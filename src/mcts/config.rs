//! Search parameters and objectives.

use serde::{Deserialize, Serialize};

/// What the search optimizes for.
#[derive(Clone, Copy, Debug, PartialEq, Eq, Serialize, Deserialize)]
pub enum Objective {
    /// Finish in as few total actions as possible (solitaire).
    MinimizeActions,
    /// Maximize the mover's chance of finishing first.
    MaximizeWins,
}

impl Objective {
    /// The natural objective for a game with `player_count` seats.
    #[must_use]
    pub fn for_player_count(player_count: usize) -> Self {
        if player_count <= 1 {
            Objective::MinimizeActions
        } else {
            Objective::MaximizeWins
        }
    }
}

/// Parameters for `SorryMcts`, fixed when the search is created.
#[derive(Clone, Debug, PartialEq, Serialize, Deserialize)]
pub struct MctsConfig {
    /// Weight of the UCB bonus during descent. Never applied when
    /// picking the final action.
    pub exploration_constant: f64,

    /// Seed for the card draws inside simulated games.
    pub seed: u64,

    /// Fixed objective, or `None` to pick one from the player count.
    pub objective: Option<Objective>,

    /// Iterations between voluntary yields to waiting readers.
    pub yield_interval: u64,
}

impl Default for MctsConfig {
    fn default() -> Self {
        Self {
            exploration_constant: std::f64::consts::SQRT_2,
            seed: 42,
            objective: None,
            yield_interval: 100,
        }
    }
}

impl MctsConfig {
    /// Replace the exploration constant.
    pub fn with_exploration(mut self, c: f64) -> Self {
        self.exploration_constant = c;
        self
    }

    /// Replace the seed.
    pub fn with_seed(mut self, seed: u64) -> Self {
        self.seed = seed;
        self
    }

    /// Create a new config with a fixed objective.
    pub fn with_objective(mut self, objective: Objective) -> Self {
        self.objective = Some(objective);
        self
    }

    /// Create a new config with a custom yield interval (minimum 1).
    pub fn with_yield_interval(mut self, interval: u64) -> Self {
        self.yield_interval = interval.max(1);
        self
    }

    /// The objective to use for a game with `player_count` seats.
    #[must_use]
    pub fn objective_for(&self, player_count: usize) -> Objective {
        self.objective.unwrap_or_else(|| Objective::for_player_count(player_count))
    }
}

▸ **Description of the task**: How many lines of the data contain the word "PartialEq"? Answer with the number alone.

▸ **Output for this task**: 2